The Feminist eZine

Toronto Website Design & Toronto SEO

June Callwood

Activist Feminist June Callwood dies at age 82.

April 14th 2007.

During one of her last visits to Casey House, the AIDS hospice she helped found that is named after her late son, June Callwood noticed that the place felt tired and that there was a 60-watt bulb in the ceiling of the lounge. No one could sit there and read under that light, she fretted.

Friends rallied, the hospice’s original interior designer was contacted, and before she died Callwood saw photos of a sparkling, repainted hospice, replete with the fresh flowers Callwood believes that facility must always have because it symbolizes caring.

When she first went into the palliative care unit she glimpsed a sign limiting visitors to 10 minutes. According to friend Marg McBurney, Callwood was outraged that the visiting time was so short when people had to pay “so much” for parking.
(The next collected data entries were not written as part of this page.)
impl HttpDownloader {
    /// Build a downloader sharing the engine's monitor and history.
    pub fn new(
        config: &Config,
        monitor: Arc<TransferMonitor>,
        history: Arc<TransferHistory>,
    ) -> Result<Self> {
        let http = reqwest::Client::builder()
            .timeout(config.http_timeout)
            .build()?;
        Ok(Self {
            http,
            monitor,
            history,
            max_retries: config.max_retries.max(1),
        })
    }

    /// Fetch the remote catalogue.
    pub async fn list(&self, base_url: &str) -> Result<Vec<FileStat>> {
        let url = parse_base(base_url)?;
        let listing: Listing = self
            .http
            .get(url)
            .send()
            .await?
            .error_for_status()?
            .json()
            .await?;
        Ok(listing.files)
    }

    /// Download one file into `save_dir`, resuming and retrying as needed,
    /// and return the integrity outcome.
    pub async fn download_file(
        &self,
        base_url: &str,
        name: &str,
        save_dir: &Path,
        progress: Option<&ProgressFn>,
    ) -> Result<Integrity> {
        self.download_file_indexed(base_url, name, save_dir, progress, 1, 1, 0, 0, &Instant::now())
            .await
    }

    /// Download every selected file in order, emitting global progress and
    /// recording each outcome in history. The first hard failure is logged
    /// and propagated.
    pub async fn download_files(
        &self,
        selection: &[FileStat],
        base_url: &str,
        save_dir: &Path,
        progress: Option<&ProgressFn>,
    ) -> Result<()> {
        let total: u64 = selection.iter().map(|f| f.size).sum();
        self.monitor.set_total_size(total);
        let started = Instant::now();
        let count = selection.len();
        let mut finished_size: u64 = 0;

        for (i, stat) in selection.iter().enumerate() {
            tracing::info!(file = %stat.name, index = i + 1, count, "downloading");
            let file_started = Instant::now();
            let outcome = self
                .download_file_indexed(
                    base_url,
                    &stat.name,
                    save_dir,
                    progress,
                    i + 1,
                    count,
                    finished_size,
                    total,
                    &started,
                )
                .await;
            let duration = file_started.elapsed().as_secs_f64();
            match outcome {
                Ok(integrity) => {
                    let _ = self.history.log(TransferRecord::new(
                        stat.name.clone(),
                        stat.size,
                        Direction::Receive,
                        TransferStatus::Success,
                        integrity,
                        duration,
                        if duration > 0.0 {
                            stat.size as f64 / duration
                        } else {
                            0.0
                        },
                        Method::Http,
                    ));
                }
                Err(e) => {
                    let _ = self.history.log(TransferRecord::new(
                        stat.name.clone(),
                        stat.size,
                        Direction::Receive,
                        TransferStatus::Failed,
                        Integrity::Skipped,
                        duration,
                        0.0,
                        Method::Http,
                    ));
                    return Err(e);
                }
            }
            finished_size += stat.size;
        }
        Ok(())
    }

    /// Fetch `/download` — the whole set as one ZIP — into `save_dir`.
    pub async fn download_archive(
        &self,
        base_url: &str,
        save_dir: &Path,
        progress: Option<&ProgressFn>,
    ) -> Result<PathBuf> {
        let url = parse_base(base_url)?
            .join("download")
            .map_err(|e| Error::Network(e.to_string()))?;
        let resp = self.http.get(url).send().await?.error_for_status()?;
        let total = resp.content_length().unwrap_or(0);

        tokio::fs::create_dir_all(save_dir).await?;
        let target = save_dir.join("download.zip");
        let mut file = tokio::fs::File::create(&target).await?;
        let mut stream = resp.bytes_stream();
        let mut downloaded: u64 = 0;
        let started = Instant::now();
        while let Some(chunk) = stream.next().await {
            let chunk = chunk?;
            file.write_all(&chunk).await?;
            downloaded += chunk.len() as u64;
            self.monitor.add_bytes(chunk.len() as u64);
            if let Some(cb) = progress {
                let elapsed = started.elapsed().as_secs_f64();
                cb(DownloadProgress {
                    downloaded,
                    total,
                    speed: if elapsed > 0.0 { downloaded as f64 / elapsed } else { 0.0 },
                    file_index: 1,
                    file_count: 1,
                });
            }
        }
        file.flush().await?;
        Ok(target)
    }

    // ── Internals ───────────────────────────────────────────────────────

    #[allow(clippy::too_many_arguments)]
    async fn download_file_indexed(
        &self,
        base_url: &str,
        name: &str,
        save_dir: &Path,
        progress: Option<&ProgressFn>,
        file_index: usize,
        file_count: usize,
        finished_size: u64,
        selection_total: u64,
        selection_started: &Instant,
    ) -> Result<Integrity> {
        let target = is_safe_join(save_dir, name)
            .ok_or_else(|| Error::UnsafePath(name.to_string()))?;
        if let Some(parent) = target.parent() {
            if !parent.as_os_str().is_empty() {
                tokio::fs::create_dir_all(parent).await?;
            }
        }

        let file_url = file_url(base_url, name)?;
        let mut attempt: u32 = 0;
        loop {
            match self
                .fetch_once(
                    &file_url,
                    &target,
                    name,
                    progress,
                    file_index,
                    file_count,
                    finished_size,
                    selection_total,
                    selection_started,
                )
                .await
            {
                Ok(()) => break,
                Err(e @ (Error::Network(_) | Error::Io(_))) => {
                    attempt += 1;
                    if attempt >= self.max_retries {
                        tracing::warn!(file = %name, error = %e, "retry budget exhausted");
                        return Err(e);
                    }
                    let backoff = Duration::from_secs(2 * u64::from(attempt));
                    tracing::warn!(
                        file = %name,
                        attempt,
                        max = self.max_retries,
                        error = %e,
                        "download error, retrying in {backoff:?}"
                    );
                    tokio::time::sleep(backoff).await;
                }
                Err(e) => return Err(e),
            }
        }

        self.verify(base_url, name, &target).await
    }

    /// One request/stream cycle; resume bookkeeping lives here.
    #[allow(clippy::too_many_arguments)]
    async fn fetch_once(
        &self,
        file_url: &reqwest::Url,
        target: &Path,
        name: &str,
        progress: Option<&ProgressFn>,
        file_index: usize,
        file_count: usize,
        finished_size: u64,
        selection_total: u64,
        selection_started: &Instant,
    ) -> Result<()> {
        let existing = tokio::fs::metadata(target).await.map(|m| m.len()).unwrap_or(0);
        let resuming = existing > 0;
        let mut request = self.http.get(file_url.clone());
        if resuming {
            tracing::info!(file = %name, offset = existing, "resuming download");
            request = request.header(header::RANGE, format!("bytes={existing}-"));
        }

        let resp = request.send().await?;
        if resp.status() == StatusCode::RANGE_NOT_SATISFIABLE {
            tracing::info!(file = %name, "already complete (416)");
            return Ok(());
        }
        let resp = resp
            .error_for_status()
            .map_err(|e| Error::Network(e.to_string()))?;

        let content_length = resp.content_length().unwrap_or(0);
        let content_range_total = resp
            .headers()
            .get(header::CONTENT_RANGE)
            .and_then(|v| v.to_str().ok())
            .and_then(parse_content_range_total);

        let (mut downloaded, total, append) = if resp.status() == StatusCode::PARTIAL_CONTENT {
            (
                existing,
                content_range_total.unwrap_or(existing + content_length),
                true,
            )
        } else {
            if resuming {
                // Server ignored the range: drop the partial, start over.
                tracing::info!(file = %name, "server ignored Range, restarting from zero");
            }
            (0, content_length, false)
        };

        let mut file = if append {
            tokio::fs::OpenOptions::new().append(true).open(target).await?
        } else {
            tokio::fs::File::create(target).await?
        };

        let mut stream = resp.bytes_stream();
        while let Some(chunk) = stream.next().await {
            let chunk = chunk.map_err(|e| Error::Network(e.to_string()))?;
            file.write_all(&chunk).await?;
            downloaded += chunk.len() as u64;
            self.monitor.add_bytes(chunk.len() as u64);
            self.monitor.update_file_progress(name, downloaded, total);
            if let Some(cb) = progress {
                let done = finished_size + downloaded;
                let grand_total = if selection_total > 0 { selection_total } else { total };
                let elapsed = selection_started.elapsed().as_secs_f64();
                cb(DownloadProgress {
                    downloaded: done,
                    total: grand_total,
                    speed: if elapsed > 0.0 { done as f64 / elapsed } else { 0.0 },
                    file_index,
                    file_count,
                });
            }
        }
        file.flush().await?;
        self.monitor.finish_file(name);
        Ok(())
    }

    /// Compare the server's hash with the local file. A failed fetch or an
    /// unreadable local file demotes the outcome to `Skipped` rather than
    /// failing a finished download.
    async fn verify(&self, base_url: &str, name: &str, target: &Path) -> Result<Integrity> {
        let url = match hash_url(base_url, name) {
            Ok(url) => url,
            Err(e) => {
                tracing::warn!(file = %name, error = %e, "hash endpoint unavailable");
                return Ok(Integrity::Skipped);
            }
        };
        let remote = match self.http.get(url).send().await {
            Ok(resp) if resp.status().is_success() => match resp.json::<HashReply>().await {
                Ok(reply) => reply.hash,
                Err(e) => {
                    tracing::warn!(file = %name, error = %e, "hash reply unreadable, skipping verification");
                    return Ok(Integrity::Skipped);
                }
            },
            Ok(resp) => {
                tracing::warn!(file = %name, status = %resp.status(), "hash fetch rejected, skipping verification");
                return Ok(Integrity::Skipped);
            }
            Err(e) => {
                tracing::warn!(file = %name, error = %e, "hash fetch failed, skipping verification");
                return Ok(Integrity::Skipped);
            }
        };

        let path = target.to_path_buf();
        let local = match tokio::task::spawn_blocking(move || sha256_file(&path)).await {
            Ok(Ok(hash)) => hash,
            _ => {
                tracing::warn!(file = %name, "local hash failed, skipping verification");
                return Ok(Integrity::Skipped);
            }
        };

        if local == remote.to_lowercase() {
            tracing::info!(file = %name, "hash verified");
            Ok(Integrity::Verified)
        } else {
            tracing::warn!(file = %name, expected = %remote, actual = %local, "hash mismatch");
            Ok(Integrity::Mismatch)
        }
    }
}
More than 2,500 men and women from Ontario and across Canada have received palliative and supportive care at the downtown hospice.

After announcing four years ago that she had terminal cancer, Callwood continued to write and lobby and win awards, the most recent earlier in March when she was given the Writer’s Trust award for distinguished contribution. Last summer, a Toronto east end laneway was named after her.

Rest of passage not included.